Q. What made you pick The French Laundry Cookbook out of all the other tomes out there?

A. It's all in the timing, I suppose. You can read the story of how this whole blog started here. But I suppose the reason I was attracted to this book is because I thought it was impossible to cook from. And, I think you guys probably know me well enough by now to know that I'm the kind of person that if someone tells me I can't do something (even if the "someone" is just one of my other personalities), I'm stubborn enough to want to prove them wrong. And in this case, I felt like it was not just me doubting myself and/or suffering from general malaise in the kitchen, but also the mainstream consumer food media telling me through their programming and articles that real cooking is hard work and shouldn't be attempted because I'm clearly not smart enough. Apparently, processed foods and shortcuts are the way to go. In all honesty, it was either bitching about the state of dumbed-down food media to my friends (which I'd already done, and they were sick of hearing about it) or actually doing something about it. So, I decided to do something about it, and this is what clicked at that exact moment.

The French Laundry Cookbook, at first approach, is incredibly difficult, intimidating, a tad frightening and completely perfect, and made me feel like I had no clue what I was doing... until I got over myself and actually COOKED FROM IT. And the big secret of it all? None of these dishes are impossible for a home cook. It's true.

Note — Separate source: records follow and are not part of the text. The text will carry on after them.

// SPDX-License-Identifier: MIT OR Apache-2.0
//! Compression for low-entropy affective signal streams.
//!
//! Provides the codecs a storage session is built from:
//! - Delta encoding of fixed-point samples into 16-bit differences
//! - Zigzag varint delta encoding for timestamps
//! - Run-length encoding for discrete event symbols
//! - Bucket quantization of samples into `u8` symbols
//!
//! The delta codec is lossy within half a fixed-point step; the run-length
//! codec is lossless.

mod delta;
mod error;
mod quantize;
mod rle;

pub mod format;

pub use delta::{
    decode_all, decode_timestamps, encode_all, encode_timestamps, varint_decode, varint_encode,
    DeltaCodecState, DeltaDecoder, DeltaEncoder, TimestampEncoder, DEFAULT_SCALE,
};
pub use error::{CodecError, Result};
pub use format::{DecodedStreams, Event, RecordEncoder, Sample, SessionRecord, MAGIC};
pub use quantize::{QuantizationError, Quantizer, DEFAULT_BUCKETS};
pub use rle::{check_segments, decoded_len, rle_decode, rle_encode, RleEncoder, RleSegment, MAX_RUN};

/// A bucketed sample or categorical event.
pub type QuantizedSymbol = u8;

It's all in the patience, organization, and willingness to take risk and try doing something you haven't before... and, the dedication to not half-assing it, and really trying to do it right, because there are reasons these dishes are done the way they are -- and I'm a far better cook (and a far better person, honestly) for having worked my way culinaryily and mentally through this book. It's not for everybody, but it was right for me.

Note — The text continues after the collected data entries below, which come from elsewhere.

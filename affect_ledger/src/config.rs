// SPDX-License-Identifier: MIT OR Apache-2.0
use affect_compress::{Quantizer, DEFAULT_BUCKETS, DEFAULT_SCALE};
use affect_predict::{PredictorConfig, DEFAULT_HISTORY_CAPACITY, DEFAULT_PREDICTION_WINDOW};
use affect_vault::AuditKey;
use serde::{Deserialize, Serialize};

use crate::error::{Result, SessionError};

/// Default weight of the compression ratio in the efficiency score.
pub const DEFAULT_RATIO_WEIGHT: f32 = 0.8;

/// Configuration for a storage session.
///
/// `cost_per_byte_period` has no sensible default and is taken by
/// [`SessionConfig::new`]; everything else can be overridden with the
/// `with_*` builders.
#[derive(Debug, Clone, Copy, PartialEq, Serialize, Deserialize)]
pub struct SessionConfig {
    /// Multiplier applied to sample values before delta coding.
    pub scale_factor: f32,
    /// Buckets used to quantize samples into symbols.
    pub quantization_buckets: u16,
    /// Training sequences retained by the predictor.
    pub history_capacity: usize,
    /// Outcomes in the predictor's rolling accuracy window.
    pub prediction_window: usize,
    /// Storage cost of one byte for one retention period.
    pub cost_per_byte_period: f64,
    /// Weight of the ratio term in the efficiency score, in `[0, 1]`.
    pub ratio_weight: f32,
    /// Periods the sealed blob is expected to be retained.
    pub retention_periods: u32,
    /// Whether owner accesses are written to the audit log.
    pub log_owner_access: bool,
    /// Keys the audit chain when set. Never serialized.
    #[serde(skip)]
    pub audit_key: Option<AuditKey>,
}

impl SessionConfig {
    pub fn new(cost_per_byte_period: f64) -> Self {
        Self {
            scale_factor: DEFAULT_SCALE,
            quantization_buckets: DEFAULT_BUCKETS,
            history_capacity: DEFAULT_HISTORY_CAPACITY,
            prediction_window: DEFAULT_PREDICTION_WINDOW,
            cost_per_byte_period,
            ratio_weight: DEFAULT_RATIO_WEIGHT,
            retention_periods: 1,
            log_owner_access: true,
            audit_key: None,
        }
    }

    pub fn with_scale_factor(mut self, scale: f32) -> Self {
        self.scale_factor = scale;
        self
    }

    pub fn with_quantization_buckets(mut self, buckets: u16) -> Self {
        self.quantization_buckets = buckets;
        self
    }

    pub fn with_history_capacity(mut self, capacity: usize) -> Self {
        self.history_capacity = capacity;
        self
    }

    pub fn with_prediction_window(mut self, window: usize) -> Self {
        self.prediction_window = window;
        self
    }

    pub fn with_ratio_weight(mut self, weight: f32) -> Self {
        self.ratio_weight = weight;
        self
    }

    pub fn with_retention_periods(mut self, periods: u32) -> Self {
        self.retention_periods = periods;
        self
    }

    pub fn with_owner_logging(mut self, enabled: bool) -> Self {
        self.log_owner_access = enabled;
        self
    }

    pub fn with_audit_key(mut self, key: AuditKey) -> Self {
        self.audit_key = Some(key);
        self
    }

    /// Predictor settings derived from this config. A session only accepts
    /// a shared predictor built with exactly these settings.
    pub fn predictor_config(&self) -> PredictorConfig {
        PredictorConfig::default()
            .with_history_capacity(self.history_capacity)
            .with_prediction_window(self.prediction_window)
    }

    /// # Errors
    /// `InvalidConfig` naming the first offending field.
    pub fn validate(&self) -> Result<()> {
        if !self.scale_factor.is_finite() || self.scale_factor <= 0.0 {
            return Err(SessionError::InvalidConfig(format!(
                "scale_factor must be finite and positive, got {}",
                self.scale_factor
            )));
        }
        if let Err(e) = Quantizer::new(self.quantization_buckets) {
            return Err(SessionError::InvalidConfig(e.to_string()));
        }
        if !self.cost_per_byte_period.is_finite() || self.cost_per_byte_period < 0.0 {
            return Err(SessionError::InvalidConfig(format!(
                "cost_per_byte_period must be finite and non-negative, got {}",
                self.cost_per_byte_period
            )));
        }
        if !(0.0..=1.0).contains(&self.ratio_weight) {
            return Err(SessionError::InvalidConfig(format!(
                "ratio_weight must be within [0, 1], got {}",
                self.ratio_weight
            )));
        }
        Ok(())
    }
}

Q. How has cooking from The French Laundry Cookbook changed your approach to cooking, and, aside from learning new techniques, how has it made you a better cook?

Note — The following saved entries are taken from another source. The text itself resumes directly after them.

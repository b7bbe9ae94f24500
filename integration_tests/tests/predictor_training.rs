//! Shared predictor trained by sealed sessions.

use std::sync::Arc;

use affect_compress::Quantizer;
use affect_ledger::{Event, Sample, SequencePredictor, SessionError, StorageSession};
use affect_predict::TrainingSequence;
use integration_tests::{recorded_session, shared_predictor, synthetic_events, test_config};

fn cycle_events(pattern: &[u8], repeats: usize) -> Vec<Event> {
    pattern
        .iter()
        .cycle()
        .take(pattern.len() * repeats)
        .enumerate()
        .map(|(i, &s)| Event::new(i as u64, s))
        .collect()
}

#[test]
fn test_each_seal_adds_one_training_sequence() {
    let config = test_config();
    let predictor = shared_predictor(&config);

    for seed in 0..5 {
        let mut session = recorded_session(
            config,
            "owner",
            Arc::clone(&predictor),
            &[],
            &synthetic_events(200, seed),
        );
        session.seal().unwrap();
    }
    assert_eq!(predictor.history_len(), 5);
    assert_eq!(predictor.generation(), 5);
}

#[test]
fn test_history_evicts_oldest_sessions() {
    let config = test_config().with_history_capacity(2);
    let predictor = shared_predictor(&config);

    for pattern in [[10, 11], [20, 21], [30, 31]] {
        let mut session = recorded_session(
            config,
            "owner",
            Arc::clone(&predictor),
            &[],
            &cycle_events(&pattern, 4),
        );
        session.seal().unwrap();
    }

    assert_eq!(predictor.history_len(), 2);
    assert!(predictor.predict(10).cold_start);
    assert_eq!(predictor.predict(20).symbol, 21);
    assert_eq!(predictor.predict(30).symbol, 31);
}

#[test]
fn test_session_rejects_predictor_with_other_settings() {
    let config = test_config().with_history_capacity(1);
    let err = StorageSession::open(config, "owner", Arc::new(SequencePredictor::default())).unwrap_err();
    assert!(matches!(err, SessionError::InvalidConfig(_)));

    let predictor = shared_predictor(&config);
    for seed in 0..3 {
        let mut session = recorded_session(
            config,
            "owner",
            Arc::clone(&predictor),
            &[],
            &synthetic_events(50, seed),
        );
        session.seal().unwrap();
    }
    assert_eq!(predictor.history_len(), 1);
}

#[test]
fn test_repeated_symbol_predicts_itself() {
    let config = test_config();
    let predictor = shared_predictor(&config);
    let mut session = recorded_session(config, "owner", Arc::clone(&predictor), &[], &cycle_events(&[42], 50));
    session.seal().unwrap();

    let prediction = predictor.predict(42);
    assert_eq!(prediction.symbol, 42);
    assert_eq!(prediction.confidence, 1.0);
    assert!(!prediction.cold_start);
}

#[test]
fn test_accuracy_improves_once_trained() {
    let config = test_config().with_prediction_window(50);
    let predictor = shared_predictor(&config);
    let pattern = [1, 2, 3, 4];

    // Untrained: cold start predicts the current symbol, which never repeats.
    let mut first = recorded_session(config, "owner", Arc::clone(&predictor), &[], &cycle_events(&pattern, 20));
    assert_eq!(predictor.accuracy(), Some(0.0));
    first.seal().unwrap();

    let mut second = recorded_session(config, "owner", Arc::clone(&predictor), &[], &cycle_events(&pattern, 20));
    assert_eq!(predictor.accuracy(), Some(1.0));
    second.seal().unwrap();
    assert_eq!(second.stats().prediction_accuracy, Some(1.0));
}

#[test]
fn test_sample_trail_uses_quantized_buckets() {
    let config = test_config();
    let predictor = shared_predictor(&config);
    let values = [0.0, 0.5, 0.0, 0.5, 0.0];
    let samples: Vec<Sample> = values
        .iter()
        .enumerate()
        .map(|(i, &v)| Sample::new(i as u64, v))
        .collect();

    let mut session = StorageSession::open(config, "owner", Arc::clone(&predictor)).unwrap();
    for sample in samples {
        session.ingest_sample(sample).unwrap();
    }
    session.seal().unwrap();

    let quantizer = Quantizer::new(config.quantization_buckets).unwrap();
    let zero = quantizer.quantize(0.0);
    let half = quantizer.quantize(0.5);
    assert_eq!(predictor.predict(zero).symbol, half);
    assert_eq!(predictor.predict(half).symbol, zero);
    assert_eq!(
        predictor.history_snapshot(),
        vec![TrainingSequence::new(vec![zero, half, zero, half, zero])]
    );
}

#[test]
fn test_predictor_shared_across_threads() {
    let config = test_config();
    let predictor: Arc<SequencePredictor> = shared_predictor(&config);

    let handles: Vec<_> = (0..4u64)
        .map(|seed| {
            let predictor = Arc::clone(&predictor);
            std::thread::spawn(move || {
                let mut session =
                    recorded_session(config, "owner", predictor, &[], &synthetic_events(500, seed));
                session.seal().unwrap()
            })
        })
        .collect();

    for handle in handles {
        handle.join().unwrap();
    }
    assert_eq!(predictor.history_len(), 4);
    assert_eq!(predictor.generation(), 4);
}
// SPDX-License-Identifier: MIT OR Apache-2.0
//! Empirical first-order transition model over quantized symbols.

use std::collections::BTreeMap;

use affect_compress::QuantizedSymbol;
use serde::{Deserialize, Serialize};

/// Ordered symbols captured from one completed session.
#[derive(Debug, Clone, Default, PartialEq, Eq, Serialize, Deserialize)]
pub struct TrainingSequence(Vec<QuantizedSymbol>);

impl TrainingSequence {
    #[must_use]
    pub fn new(symbols: Vec<QuantizedSymbol>) -> Self {
        Self(symbols)
    }

    #[must_use]
    pub fn as_slice(&self) -> &[QuantizedSymbol] {
        &self.0
    }

    #[must_use]
    pub fn len(&self) -> usize {
        self.0.len()
    }

    #[must_use]
    pub fn is_empty(&self) -> bool {
        self.0.is_empty()
    }

    /// Number of adjacent pairs this sequence contributes.
    #[must_use]
    pub fn transitions(&self) -> usize {
        self.0.len().saturating_sub(1)
    }
}

impl From<Vec<QuantizedSymbol>> for TrainingSequence {
    fn from(symbols: Vec<QuantizedSymbol>) -> Self {
        Self(symbols)
    }
}

impl From<&[QuantizedSymbol]> for TrainingSequence {
    fn from(symbols: &[QuantizedSymbol]) -> Self {
        Self(symbols.to_vec())
    }
}

/// Most likely next symbol.
#[derive(Debug, Clone, Copy, PartialEq, Serialize, Deserialize)]
pub struct Prediction {
    pub symbol: QuantizedSymbol,
    /// Share of observed transitions from the current symbol that went to
    /// `symbol`; `0.0` on cold start.
    pub confidence: f32,
    /// No transitions from the current symbol were ever observed, so the
    /// prediction is the current symbol itself.
    pub cold_start: bool,
}

impl Prediction {
    const fn cold(current: QuantizedSymbol) -> Self {
        Self {
            symbol: current,
            confidence: 0.0,
            cold_start: true,
        }
    }
}

/// Sparse `(prev, next) -> frequency` table. Immutable once built.
#[derive(Debug, Clone, Default, PartialEq, Eq, Serialize, Deserialize)]
pub struct TransitionModel {
    counts: BTreeMap<QuantizedSymbol, BTreeMap<QuantizedSymbol, u64>>,
    totals: BTreeMap<QuantizedSymbol, u64>,
    sequences: usize,
    transitions: u64,
}

impl TransitionModel {
    /// Model with no observations; every prediction is a cold start.
    #[must_use]
    pub fn empty() -> Self {
        Self::default()
    }

    /// Count every adjacent pair in every sequence.
    #[must_use]
    pub fn build(histories: &[TrainingSequence]) -> Self {
        let mut model = Self {
            sequences: histories.len(),
            ..Self::default()
        };

        for sequence in histories {
            for pair in sequence.as_slice().windows(2) {
                let (prev, next) = (pair[0], pair[1]);
                *model.counts.entry(prev).or_default().entry(next).or_default() += 1;
                *model.totals.entry(prev).or_default() += 1;
                model.transitions += 1;
            }
        }

        model
    }

    #[must_use]
    pub fn is_empty(&self) -> bool {
        self.transitions == 0
    }

    /// Sequences the model was built from.
    #[must_use]
    pub const fn sequence_count(&self) -> usize {
        self.sequences
    }

    /// Total transitions observed.
    #[must_use]
    pub const fn transition_count(&self) -> u64 {
        self.transitions
    }

    /// Raw frequency of `prev -> next`.
    #[must_use]
    pub fn frequency(&self, prev: QuantizedSymbol, next: QuantizedSymbol) -> u64 {
        self.counts
            .get(&prev)
            .and_then(|nexts| nexts.get(&next))
            .copied()
            .unwrap_or(0)
    }

    /// Normalized `P(next | prev)`, `0.0` if `prev` was never observed.
    #[must_use]
    #[allow(clippy::cast_precision_loss)]
    pub fn probability(&self, prev: QuantizedSymbol, next: QuantizedSymbol) -> f32 {
        match self.totals.get(&prev) {
            Some(&total) if total > 0 => self.frequency(prev, next) as f32 / total as f32,
            _ => 0.0,
        }
    }

    /// Normalized distribution over successors of `prev`, ascending by symbol.
    #[must_use]
    #[allow(clippy::cast_precision_loss)]
    pub fn distribution(&self, prev: QuantizedSymbol) -> Vec<(QuantizedSymbol, f32)> {
        let (Some(nexts), Some(&total)) = (self.counts.get(&prev), self.totals.get(&prev)) else {
            return Vec::new();
        };
        nexts
            .iter()
            .map(|(&next, &count)| (next, count as f32 / total as f32))
            .collect()
    }

    /// Argmax successor of `current`. Ties resolve to the smallest symbol.
    #[must_use]
    #[allow(clippy::cast_precision_loss)]
    pub fn predict(&self, current: QuantizedSymbol) -> Prediction {
        let (Some(nexts), Some(&total)) = (self.counts.get(&current), self.totals.get(&current))
        else {
            return Prediction::cold(current);
        };

        let mut best: Option<(QuantizedSymbol, u64)> = None;
        for (&next, &count) in nexts {
            if best.map_or(true, |(_, c)| count > c) {
                best = Some((next, count));
            }
        }

        match best {
            Some((symbol, count)) if total > 0 => Prediction {
                symbol,
                confidence: count as f32 / total as f32,
                cold_start: false,
            },
            _ => Prediction::cold(current),
        }
    }
}

#[cfg(test)]
mod tests {
    use super::*;

    fn seq(symbols: &[u8]) -> TrainingSequence {
        TrainingSequence::from(symbols)
    }

    #[test]
    fn test_empty_model_cold_start() {
        let model = TransitionModel::empty();
        assert!(model.is_empty());
        let p = model.predict(42);
        assert_eq!(p.symbol, 42);
        assert_eq!(p.confidence, 0.0);
        assert!(p.cold_start);
    }

    #[test]
    fn test_degenerate_repeated_symbol() {
        let model = TransitionModel::build(&[seq(&[7; 20]), seq(&[7; 5])]);
        let p = model.predict(7);
        assert_eq!(p.symbol, 7);
        assert_eq!(p.confidence, 1.0);
        assert!(!p.cold_start);
        assert_eq!(model.transition_count(), 23);
    }

    #[test]
    fn test_argmax_and_confidence() {
        // From 1: ->2 three times, ->3 once.
        let model = TransitionModel::build(&[seq(&[1, 2, 1, 2, 1, 3]), seq(&[1, 2])]);
        let p = model.predict(1);
        assert_eq!(p.symbol, 2);
        assert!((p.confidence - 0.75).abs() < 1e-6);
        assert_eq!(model.frequency(1, 3), 1);
        assert!((model.probability(1, 3) - 0.25).abs() < 1e-6);
    }

    #[test]
    fn test_tie_breaks_to_smallest() {
        let model = TransitionModel::build(&[seq(&[5, 9, 5, 4])]);
        let p = model.predict(5);
        assert_eq!(p.symbol, 4);
        assert!((p.confidence - 0.5).abs() < 1e-6);
    }

    #[test]
    fn test_unseen_symbol_is_cold_even_when_trained() {
        let model = TransitionModel::build(&[seq(&[1, 2, 3])]);
        // 3 only appears as a successor.
        assert!(model.predict(3).cold_start);
        assert!(model.distribution(3).is_empty());
        assert_eq!(model.probability(3, 1), 0.0);
    }

    #[test]
    fn test_distribution_normalized() {
        let model = TransitionModel::build(&[seq(&[0, 1, 0, 2, 0, 2, 0, 3])]);
        let dist = model.distribution(0);
        assert_eq!(dist.iter().map(|(s, _)| *s).collect::<Vec<_>>(), vec![1, 2, 3]);
        let sum: f32 = dist.iter().map(|(_, p)| p).sum();
        assert!((sum - 1.0).abs() < 1e-6);
    }

    #[test]
    fn test_short_sequences_contribute_nothing() {
        let model = TransitionModel::build(&[seq(&[]), seq(&[4])]);
        assert!(model.is_empty());
        assert_eq!(model.sequence_count(), 2);
    }

    #[test]
    fn test_model_serialize() {
        let model = TransitionModel::build(&[seq(&[1, 1, 2, 3, 1])]);
        let bytes = bincode::serialize(&model).unwrap();
        let restored: TransitionModel = bincode::deserialize(&bytes).unwrap();
        assert_eq!(model, restored);
    }
}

A. If anything, it's taught me that being a neat freak and a compulsive, list-making, hyper-organized planning maniac has its benefits! Doing this project has been illuminating in so many ways; let me see if I can capture them all...

It's made me a better cook because I've always wanted to be able to go to the market and be able to see an eggplant and instinctively know sixteen different ways I could do eggplant and be able to pick up all those ingredients while I was there, as well, without relying on a specific recipe from a magazine or book.

It's made me a better cook because I've really slowed down and thrown off the cloak of laziness and learned to love my kitchen all over again. It can be really hard sometimes to get excited about food and nourishment when you work all day, and for those who have kids, manage a job and your family and still be able to make something delicious when you come home at night. However, I think sometimes we can all fall into a trap of thinking that making good food is difficult, and it's really not. I applaud people (especially all those parents out there) who can get great food into themselves and their families without any stupid gimmicks or processed crap. It's not always easy for us single folk either, because so many of us are busy with a multitude of things and sometimes it's just easier to take the path of least resistance. But I've found great reward in reprioritizing some things in my life, and food is one of them. I don't eat in front of the TV anymore -- I set a place at the table (even if it's just me), and I pay attention to what I'm eating. Sometimes I read; sometimes I listen to music; but mostly, I have made it a priority to make time to cook well and eat well, and it's really made a difference in my overall health and happiness.

During the week, it might not be possible for any of us to cook the kinds of adventurous, more complex foods we want to try. But if this project has taught me anything, it's shown me that there is great reward in setting aside an entire Saturday to cook and have people over for dinner that night, and feel really good about what I put on the table.

Q. What's your ONE best piece of advice to anyone looking to cook on The French Laundry Cookbook level?

A. Yeah, right. Like I'm only gonna be able to narrow it down to ONE thing. You'll be lucky if I can even stay on topi...... hey, look, a bunny! I would say: have fun, and be willing to learn and make mistakes. The earth won't stop turning if you screw up lobster jelly. I'm living proof of that. Are some mistakes or mishaps more costly than others? Absolutely. But that's just one possible outcome of taking risks, I suppose. Laugh at your mistakes, learn from them, and try it again or move on to something else. OH! And this applies to any kind of cooking projects or endeavors: always, always, always start with a clean sink, an empty dishwasher and an empty trashcan. You're welcome.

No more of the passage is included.